(Collected data entries)
★ ★ ★ ★ ★
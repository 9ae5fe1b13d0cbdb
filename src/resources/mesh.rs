use glam::{Mat4, Vec3};

use crate::resources::material::MaterialParams;
use crate::resources::vertex::SkinVertex;
use crate::scene::NodeHandle;

/// A bone entry of one mesh's flat bone list.
///
/// Bone 0 of every mesh is a synthetic identity bone named after the mesh;
/// real bones follow at index `source index + 1`.
#[derive(Debug, Clone, PartialEq)]
pub struct BoneRef {
    pub name: String,
    pub mesh_index: usize,
    pub bone_index: usize,
    /// Bind-pose inverse: takes a vertex from mesh space into bone space.
    pub offset_matrix: Mat4,
    pub weighted_vertex_count: usize,
}

impl BoneRef {
    /// The identity bone placed at index 0 of a mesh's bone list.
    #[must_use]
    pub fn dummy(mesh_name: &str, mesh_index: usize) -> Self {
        Self {
            name: mesh_name.to_string(),
            mesh_index,
            bone_index: 0,
            offset_matrix: Mat4::IDENTITY,
            weighted_vertex_count: 0,
        }
    }
}

#[derive(Debug, Clone, Copy, PartialEq, Default)]
pub struct BoundingBox {
    pub min: Vec3,
    pub max: Vec3,
}

impl BoundingBox {
    /// Tight box around `points`, or a zero box when there are none.
    pub fn from_points(points: impl IntoIterator<Item = Vec3>) -> Self {
        let mut iter = points.into_iter();
        let Some(first) = iter.next() else {
            return Self::default();
        };

        let (min, max) = iter.fold((first, first), |(min, max), p| (min.min(p), max.max(p)));
        Self { min, max }
    }
}

/// One drawable mesh of a skinned model.
///
/// # Invariant
/// `shader_matrices.len() == bones.len()`. Entries start as identity and are
/// rewritten by the pose evaluator for every bone bound to a node.
#[derive(Debug, Clone)]
pub struct SkinMesh {
    pub name: String,
    pub mesh_index: usize,

    // === Geometry ===
    pub vertices: Vec<SkinVertex>,
    /// Triangle list, 3 indices per face.
    pub indices: Vec<u32>,

    // === Skinning ===
    pub has_bones: bool,
    pub bones: Vec<BoneRef>,
    pub(crate) shader_matrices: Vec<Mat4>,
    /// Node carrying this mesh's animated transform.
    pub node: Option<NodeHandle>,

    pub material: MaterialParams,

    // === Bounds (mesh space) ===
    pub bounds: BoundingBox,
    pub centroid: Vec3,
}

impl SkinMesh {
    /// Creates a mesh with only the dummy bone and no geometry.
    #[must_use]
    pub fn new(name: impl Into<String>, mesh_index: usize) -> Self {
        let name = name.into();
        let dummy = BoneRef::dummy(&name, mesh_index);
        Self {
            name,
            mesh_index,
            vertices: Vec::new(),
            indices: Vec::new(),
            has_bones: false,
            bones: vec![dummy],
            shader_matrices: vec![Mat4::IDENTITY],
            node: None,
            material: MaterialParams::default(),
            bounds: BoundingBox::default(),
            centroid: Vec3::ZERO,
        }
    }

    /// Appends a real bone, keeping the shader matrix array in step.
    pub fn push_bone(&mut self, name: impl Into<String>, offset_matrix: Mat4, weighted_vertex_count: usize) -> usize {
        let bone_index = self.bones.len();
        self.bones.push(BoneRef {
            name: name.into(),
            mesh_index: self.mesh_index,
            bone_index,
            offset_matrix,
            weighted_vertex_count,
        });
        self.shader_matrices.push(Mat4::IDENTITY);
        self.has_bones = true;
        bone_index
    }

    /// Final per-bone matrices for the skinning shader.
    #[inline]
    #[must_use]
    pub fn shader_matrices(&self) -> &[Mat4] {
        &self.shader_matrices
    }

    /// Index of the bone named `name`; the last match wins when names repeat.
    #[must_use]
    pub fn find_bone(&self, name: &str) -> Option<usize> {
        self.bones.iter().rposition(|b| b.name == name)
    }

    #[inline]
    #[must_use]
    pub fn triangle_count(&self) -> usize {
        self.indices.len() / 3
    }

    /// Recomputes `bounds` and `centroid` from the current vertices.
    pub fn compute_bounds(&mut self) {
        self.bounds = BoundingBox::from_points(self.vertices.iter().map(|v| v.position));
        self.centroid = if self.vertices.is_empty() {
            Vec3::ZERO
        } else {
            let sum: Vec3 = self.vertices.iter().map(|v| v.position).sum();
            sum / self.vertices.len() as f32
        };
    }

    /// Swaps the 2nd and 3rd index of every triangle. Applying it twice
    /// restores the original order.
    pub fn reverse_winding(&mut self) {
        reverse_winding(&mut self.indices);
    }

    /// Resets every shader matrix to identity.
    pub fn reset_shader_matrices(&mut self) {
        self.shader_matrices.fill(Mat4::IDENTITY);
    }
}

/// Swaps index 1 and 2 of every triangle in a triangle list.
pub fn reverse_winding(indices: &mut [u32]) {
    for tri in indices.chunks_exact_mut(3) {
        tri.swap(1, 2);
    }
}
★ ★ ★ ★ ★
• [Problem details]: In the entries above, copy each line that contains the string "derive".

• [Task answer]:
#[derive(Debug, Clone, PartialEq)]
#[derive(Debug, Clone, Copy, PartialEq, Default)]
#[derive(Debug, Clone)]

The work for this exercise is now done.